任期―3年、再任は妨げない(217条)。
随時業務および財政の調査、帳簿、書類の検査をし取締役会に報告する(218条)。
取締役は会社が重大な損害を受けることを発見した場合、即時監査役へ報告しなければならない(218の1条)。
株主総会に提出する報告書を調査して総会に意見を報告しなければならない(219条)。
監査役が必要と認めた場合総会を招集できる(220条)。
監査役は単独で監査権を行使できる(221条)。
監査役は取締役、支配人、その他の職員を兼任することはできない(222条)。
(8)会計
年度終了後、総会の30日前までに次の書類を監査役に提出して監査させなければならない(228条)。
―営業報告書
―貸借対照表
―損益計算書
―主要財産の目録
―株主持分変動表
―キャッシュフロー計算書
―利益、欠損処分計算書
総会の承認を受けた後、取締役会は上記書類を株主に配布しなければならない(230条)。
損失補填、法定利益積立金を積み立てた後でなければ配当することができない(232条)。
ただし、法定利益積立金が資本金の100分の50を超えた場合、または利益を計上している年度の利益積立金が当該利益の100分の20を超過した場合、超過の部分を株式の利息、配当に充てることができる(232条)。
利益を分配する場合、100分の10の法定利益積立金を、それが資本金の額に達するまで積み立てなければならない(237条)。
次は資本積立金として積み立てなければならない(238条)。
―株券のプレミアム分
―毎営業年度の資産価値評価から価値減少評価を控除した利益
―資産処分益
―合併利益
―贈与所得
法定利益積立金と資本積立金は会社の欠損を補填するほか取り崩すことができない(239条)。
発行済株式総数の3分の2以上の株主が出席する総会で過半数の決議により配当の全部または一部を新株で行うことができる(240条)。
(9)社債
取締役会の決議(取締役の3分の2以上出席、出席者の2分の1以上の賛成)により社債を発行できる(246条)。
社債の総額は現在の資産総額から全負債および無形資産を控除した後の残高を超過してはならない(247条)。
次の事情の一に該当する場合、無担保社債を発行することができない(249条)。
―以前発行した社債またはその他の債務で違約元利支払遅延の事実があって終結している場合。
―最近3年または開業3年以内の場合開業年度税引き平均純益が、発行社債の年利総額の100分の150に達していない場合
次の事情の一に該当する場合は社債を発行できない(250条)。
―以前発行した社債またはその他の債務で、違約または元利支払遅延の事実があってまだ終結していない場合。

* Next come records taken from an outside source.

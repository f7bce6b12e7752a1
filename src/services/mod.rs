/// Client-side clock offset handling and deadline triggers.
pub mod client_sync;
/// Server-side deadline driver.
pub mod deadline_scheduler;
/// Deck seeding and listing.
pub mod deck_service;
/// OpenAPI documentation generation.
pub mod documentation;
/// Health check service.
pub mod health_service;
/// Deferred host actions.
pub mod pending_actions;
/// Presence and room view projection.
pub mod presence;
/// Room lifecycle and action dispatch.
pub mod room_controller;
/// Presence loss detection and expired lobby cleanup.
pub mod room_janitor;
/// Answer scoring.
pub mod scoring;
/// Server-Sent Events message generation.
pub mod sse_events;
/// Server-Sent Events streaming service.
pub mod sse_service;
/// Storage connection supervisor toggling degraded mode.
pub mod storage_supervisor;
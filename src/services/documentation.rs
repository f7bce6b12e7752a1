use utoipa::OpenApi;

#[derive(OpenApi)]
/// Aggregated OpenAPI specification for the quiz room backend.
#[openapi(
    info(title = "quiz-room-back"),
    paths(
        crate::routes::health::healthcheck,
        crate::routes::decks::create_deck,
        crate::routes::decks::list_decks,
        crate::routes::rooms::create_room,
        crate::routes::rooms::join_room,
        crate::routes::rooms::get_room,
        crate::routes::rooms::get_room_by_code,
        crate::routes::actions::dispatch_action,
        crate::routes::sse::room_events,
    ),
    components(
        schemas(
            crate::dto::health::HealthResponse,
            crate::dto::deck::CreateDeckRequest,
            crate::dto::deck::QuestionInput,
            crate::dto::deck::DeckSummary,
            crate::dto::room::RulesInput,
            crate::dto::room::CreateRoomRequest,
            crate::dto::room::JoinRoomRequest,
            crate::dto::room::RoomSessionResponse,
            crate::dto::room::RulesView,
            crate::dto::room::RoomView,
            crate::dto::room::ParticipantView,
            crate::dto::room::PendingActionView,
            crate::dto::room::QuestionView,
            crate::dto::room::LeaderboardEntry,
            crate::dto::action::ActionRequest,
            crate::dto::action::RoomAction,
            crate::dto::action::ActionResponse,
            crate::dto::action::ActionData,
            crate::dto::action::AckResult,
            crate::dto::action::ScheduledResult,
            crate::dto::action::ProgressResult,
            crate::dto::action::AnswerResult,
            crate::dto::action::ReactionResult,
            crate::dto::action::ReactionRejection,
            crate::dto::sse::Handshake,
            crate::dto::sse::AnswerReceivedEvent,
            crate::dto::sse::ReactionSentEvent,
            crate::error::ErrorBody,
            crate::state::state_machine::PhaseStatus,
            crate::state::room::PendingKind,
        )
    ),
    tags(
        (name = "health", description = "Health check endpoints"),
        (name = "decks", description = "Question deck seeding"),
        (name = "rooms", description = "Room creation, joining and views"),
        (name = "actions", description = "Participant actions driving a match"),
        (name = "sse", description = "Server-sent events streams"),
    )
)]
pub struct ApiDoc;
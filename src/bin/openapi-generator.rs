use quiz_room_back::services::documentation::ApiDoc;
use utoipa::OpenApi;

fn main() {
    match ApiDoc::openapi().to_pretty_json() {
        Ok(json) => println!("{json}"),
        Err(err) => {
            eprintln!("failed to render OpenAPI document: {err}");
            std::process::exit(1);
        }
    }
}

―最近3年または開業3年以内の場合開業年度税引き後の純利益が、発行社債の年利総額の100分の100に達していない場合。ただし、銀行保証発行の社債を除く。
(10)新株の発行
新株の発行は取締役会の3分の2以上の出席、過半数の決議を要する(266条)。
新株を発行する場合、主務官庁の許可を受けている場合を除き100分の10から15を従業員に引き受けさせる(267条、ただし外国人投資条例の提要を受け、資本金の45%以上を保有している場合は適用されない)。
(11)定款の変更
発行済株式総数の3分の2以上の株主が出席、その過半数で決議しなければならない。